In 13 days, they will open a season in which they are expected to thrive, comfortabl­e among the favorites to win the NFC. So the Eagles must be seeing something, somewhere, some time that they haven’t been showing everyone else. Clues? Anybody? “I think just the way these guys have worked,” Doug Pederson said Sunday, before practice at the NewsContro­l Compound. “The first couple weeks of training camp, there’s these different cycles you go through. The first part of training camp, you’re really getting everyone reps, everybody on offense, everybody on defense. You’re kind of spreading the wealth. And then somewhere in Week 3 or 4, we start giving who we think are going to be starters more time and more reps in practice. And so a couple of weeks ago, that was our time.”

That’s when Pederson started to see a team that was ready for the regular season, if not beyond. And it wasn’t that long ago that he won the eternal right to identify a championsh­ip-level team when he sees one.

“I pushed them really hard, offense, defense and our special teams guys, in practice, giving them more reps,” he said. “I was kind of staying on them. If there is a mistake, let’s repeat the play. If a guy jumps off side, let’s fix that. We did that with our starters, and you really started to see the sense of urgency with them, like it’s real, like it’s a real game, like it’s a real situation.”

Pederson sought that atmosphere last week, when the Ravens were in camp. And while both sides had moments that elicited ooohs and aaahs from the selected spectators, the consensus was that Baltimore was the more advanced team. Insignific­ant as any of those things will be, the exhibition game that followed lent support to that belief.

“I’m very pleased,” Ravens coach John Harbaugh said of the week.

Yet, so were the Eagles. Or so they said.

“There’s something to be said for not doing that for seven months,” Zach Ertz said, “and just getting in that rhythm so it’s not new come September 8.”

The Eagles, relatively recently the champions of the world, are a veteran team with an attitude to match. At whatever risk of disrespect­ing the ticket-buyers, it’s Pederson’s way to protect his best players from preseason injury. So he did not expose his starters to much contact, at least not when anyone was watching. But with one more preseason game to play, the ever-meaningles­s Week 4 opportunit­y for soon-to-becut players to audition for the Arena League, he is convinced he has seen enough.

“Against Baltimore, in practice, I saw the energy level, the timing of quarterbac­k and receiver, the surfacing of blocks, defensivel­y being in position to either make a tackle,” Pederson said. “Those are the things you start seeing when you give these guys more time to practice. So for me, that’s a gauge that they’re ready. They’re ready to go. And the more we give them reps, obviously the better they are and the more prepared they will be for the start of the regular season.”

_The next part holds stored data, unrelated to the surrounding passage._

//! Shared test utilities and fixtures.

use crate::ops::ApiResponse;

pub(crate) fn respond(status: u16, body: &str) -> ApiResponse {
    ApiResponse {
        status,
        body: body.to_string(),
    }
}

pub(crate) fn ok(body: &str) -> ApiResponse {
    respond(200, body)
}

pub(crate) const TORRENTS_JSON: &str = r#"[
    {"hash":"8c4adbf9ebe66f1d804fb6a4fb9b74966c3ab609","name":"debian-12.iso","state":"pausedDL","tags":"qbt-rules-x"}
]"#;

pub(crate) const TRACKERS_JSON: &str = r#"[
    {"url":"** [DHT] **","status":2,"tier":-1},
    {"url":"** [PeX] **","status":2,"tier":-1},
    {"url":"udp://tracker.example.com:6969/announce","status":1,"tier":0}
]"#;

pub(crate) const CATEGORIES_JSON: &str = r#"{
    "movies":{"name":"movies","savePath":"/data/movies"},
    "tv":{"name":"tv","savePath":""}
}"#;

In the newer NFL, a certain faith is required in the system. Coaches are overcautio­us about protecting their key players from injury, typically keeping them out of preseason games. And with tackling rare in practice, if it is done at all, it’s up to the coaches and players to proclaim their own readiness. But if the Eagles and Pederson have credibilit­y, it has been earned.

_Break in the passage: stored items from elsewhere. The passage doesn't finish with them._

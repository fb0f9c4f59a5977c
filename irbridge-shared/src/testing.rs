use std::collections::VecDeque;
use std::io::{self, Read, Write};

use crate::protocol::Message;

/// What the fake serial port does on the next read.
pub enum Event {
    Data(Vec<u8>),
    Timeout,
    WouldBlock,
}

/// Serial port stand-in: reads follow a script, writes are collected.
/// Reads return `Ok(0)` once the script is exhausted.
pub struct ScriptedPort {
    script: VecDeque<Event>,
    pub written: Vec<u8>,
}

impl ScriptedPort {
    pub fn new(script: Vec<Event>) -> Self {
        Self {
            script: script.into(),
            written: Vec::new(),
        }
    }

    pub fn with_data(data: Vec<u8>) -> Self {
        Self::new(vec![Event::Data(data)])
    }
}

impl Read for ScriptedPort {
    fn read(&mut self, buf: &mut [u8]) -> io::Result<usize> {
        match self.script.pop_front() {
            None => Ok(0),
            Some(Event::Timeout) => Err(io::ErrorKind::TimedOut.into()),
            Some(Event::WouldBlock) => Err(io::ErrorKind::WouldBlock.into()),
            Some(Event::Data(mut data)) => {
                let n = buf.len().min(data.len());
                buf[..n].copy_from_slice(&data[..n]);
                if n < data.len() {
                    self.script.push_front(Event::Data(data.split_off(n)));
                }
                Ok(n)
            }
        }
    }
}

impl Write for ScriptedPort {
    fn write(&mut self, buf: &[u8]) -> io::Result<usize> {
        self.written.extend_from_slice(buf);
        Ok(buf.len())
    }

    fn flush(&mut self) -> io::Result<()> {
        Ok(())
    }
}

/// Wire bytes for one frame carrying `msg`.
pub fn frame(msg: &Message) -> Vec<u8> {
    raw_frame(msg.tag(), &msg.encode_payload())
}

pub fn raw_frame(tag: u8, payload: &[u8]) -> Vec<u8> {
    let len = (payload.len() + 1) as u16;
    let mut out = len.to_le_bytes().to_vec();
    out.push(tag);
    out.extend_from_slice(payload);
    out
}
use std::fs::File;
use std::path::PathBuf;
use std::time::Duration;

use anyhow::Context;
use structopt::StructOpt;

use irbridge_shared::{CodeBook, ResponderConfig, SerialLink, DEFAULT_CODE_BOOK};

mod capture;
mod irsend;
mod playback;
mod vcdutils;

const DEFAULT_DEVICE: &str = "/dev/ttyUSB0";

#[derive(Debug, StructOpt)]
#[structopt(name = "irbridge", about = "Infrared code translator")]
struct Opt {
    /// Serial Device. Defaults to the first available port
    #[structopt(long = "device", parse(from_os_str))]
    serial: Option<PathBuf>,
    #[structopt(long, default_value = "115200")]
    baud: u32,
    /// Serial read timeout
    #[structopt(long = "timeout-ms", default_value = "1000")]
    timeout_ms: u64,
    /// Code book (json). Defaults to the built in one
    #[structopt(long, parse(from_os_str))]
    codes: Option<PathBuf>,
    #[structopt(short, long)]
    debug: bool,
    #[structopt(subcommand)]
    cmd: CliCommand,
}

#[derive(StructOpt, Debug)]
enum CliCommand {
    /// Classify received signals and send translations
    Run {
        /// Append signals that match no code to this vcd file
        #[structopt(long, parse(from_os_str))]
        capture: Option<PathBuf>,
        /// Wait before sending a translated code
        #[structopt(long = "delay-ms", default_value = "1000")]
        delay_ms: u64,
    },
    /// Transmit a code from the code book
    Send {
        name: String,
        #[structopt(long, default_value = "20")]
        repeat: u8,
    },
    /// Classify the signals in a vcd capture
    Classify {
        #[structopt(parse(from_os_str))]
        path: PathBuf,
    },
    /// List the code book
    Codes {},
    /// List serial ports
    Ports {},
}

fn main() -> anyhow::Result<()> {
    let opt = Opt::from_args();

    let loglevel = if opt.debug {
        log::LevelFilter::Debug
    } else {
        log::LevelFilter::Info
    };

    env_logger::Builder::new().filter_level(loglevel).init();

    let book = match &opt.codes {
        Some(path) => CodeBook::load(path)
            .with_context(|| format!("loading code book {}", path.display()))?,
        None => CodeBook::from_json(DEFAULT_CODE_BOOK)?,
    };

    let timeout = Duration::from_millis(opt.timeout_ms);

    match opt.cmd {
        CliCommand::Run { capture, delay_ms } => {
            let capture_file = capture
                .map(|path| {
                    File::create(&path)
                        .with_context(|| format!("creating capture file {}", path.display()))
                })
                .transpose()?;

            let port = SerialLink::open(device_path(opt.serial), opt.baud, timeout)?;
            let config = ResponderConfig {
                delay: Duration::from_millis(delay_ms),
            };
            capture::command_run(port, book, config, capture_file)
        }
        CliCommand::Send { name, repeat } => {
            let port = SerialLink::open(device_path(opt.serial), opt.baud, timeout)?;
            irsend::transmit(port, &book, &name, repeat)
        }
        CliCommand::Classify { path } => playback::command_classify(&book, &path),
        CliCommand::Codes {} => {
            list_codes(&book);
            Ok(())
        }
        CliCommand::Ports {} => {
            for port in SerialLink::list_ports()? {
                println!("{}\t{:?}", port.port_name, port.port_type);
            }
            Ok(())
        }
    }
}

fn device_path(serial: Option<PathBuf>) -> PathBuf {
    if let Some(path) = serial {
        return path;
    }

    SerialLink::list_ports()
        .ok()
        .and_then(|ports| ports.into_iter().next())
        .map(|port| PathBuf::from(port.port_name))
        .unwrap_or_else(|| PathBuf::from(DEFAULT_DEVICE))
}

fn list_codes(book: &CodeBook) {
    for (index, code) in book.codes().iter().enumerate() {
        println!("{}\t{}\t{} samples", index, code.name, code.samples.len());
    }

    for (from, to) in book.translations() {
        println!(
            "{} -> {}",
            book.name(from).unwrap_or("?"),
            book.name(to).unwrap_or("?")
        );
    }

    println!("tolerance: {} us", book.tolerance());
}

“We’re very fortunate as a team to have the caliber of players that we have in backup roles,” said Jason Kelce, as capable a center as he is a critic of preseason football analysis. “They’d start on a lot of other teams.”

Kelce will center a line that has been without Lane Johnson, who has been out with a knee injury, and with Brandon Brooks, who is recovering from an Achilles injury, and has not been whole in camp. And that will be the line entrusted to protect Carson Wentz and his recently healed back. Pederson insists the process will mean that the Eagles will be fully staffed by the time the Redskins visit for the Sept. 8 season opener. But is it a trustworth­y process?

“We can’t do anything about it,” Johnson said. “Yeah, we’d like to have reps but you can’t really do anything about it. So we’ll see what happens.”

It will happen soon, and it will happen in public.

Either the tattered offensive line will be ready to protect Wentz, or it won’t. Either Cox will play, or he won’t. Either Wentz will be able to absorb a hit, or he won’t. Either the receivers will be ready for game-speed plays or they won’t.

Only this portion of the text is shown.